Kelainan dasar pada preeklampsia adalah vasospasme arteriol sehingga tanda

peringatan awal yang muncul adalah peningkatan tekanan darah. Tekanan diastolik

merupakan tanda prognostik yang lebih baik dibandingkan tekanan sistolik. Tekanan

diastolik ≥ 90 mmHg yang menetap menunjukkan keadaan yang abnormal. Tekanan

darah diastolik merupakan indikator dalam penanganan hipertensi dalam kehamilan,

oleh karena tekanan diastolik mengukur tahanan perifer dan tidak tergantung pada

keadaan emosional pasien.1,4

Salah satu kriteria diagnosis preeklampsia berat yaitu tekanan darah sistolik

lebih dari 160 mmHg atau diastolik lebih dari 110 mmHg pada dua kali pemeriksaan

yang setidaknya berjarak 6 jam dengan ibu posisi tirah baring. Hipertensi ini sering

terjadi sangat tiba-tiba. Banyak primigravida dengan usia muda memiliki tekanan darah

sekitar 100-110/60-70 mmHg selama trimester kedua. Peningkatan diastolik sebesar 15

mmHg atau peningkatan sistolik sebesar 30 mmHg harus dipertimbangkan patologis.5,6

23

Peningkatan berat badan yang terjadi tiba-tiba dan kenaikan berat badan yang

tiba-tiba dan berlebihan merupakan tanda awal preeklampsia. Peningkatan berat badan

sekitar 0.45 kg per minggu adalah normal, tetapi bila lebih dari 1 kg dalam seminggu

atau 3 kg dalam sebulan maka kemungkinan terjadinya preeklampsia harus dicurigai.

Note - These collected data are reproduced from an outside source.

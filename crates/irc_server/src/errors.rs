use std::io;

use thiserror::Error;

/// Fatal at bind time: the process exits before the event loop starts.
#[derive(Error, Debug)]
pub enum ServerError {
    #[error("failed to bind {family} listener on port {port}: {source}")]
    Bind {
        family: &'static str,
        port: u16,
        #[source]
        source: io::Error,
    },

    #[error("no listening socket could be bound on port {0}")]
    NoListenerBound(u16),
}

/// Recoverable at the level of one connection: caught by the event loop and
/// converted into a removal, never propagated past `Connection::receive`/
/// `Connection::send_pending`.
#[derive(Error, Debug)]
pub enum ConnectionError {
    #[error("io error: {0}")]
    Io(#[from] io::Error),

    #[error("connection closed by peer")]
    Disconnected,
}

Peningkatan berat badan yang tiba-tiba serta berlebihan terutama disebabkan oleh

retensi cairan dan selalu dapat ditemukan sebelum timbul gejala edema non dependen

yang terlihat jelas, seperti edema kelopak mata, kedua lengan atau tungkai.

Preeklampsia dapat juga terjadi tanpa adanya edema.5,6

Proteinuria merupakan gejala terakhir timbul. Derajat proteinuria sangat

bervariasi menunjukan adanya suatu penyebab fungsional dan bukan organik.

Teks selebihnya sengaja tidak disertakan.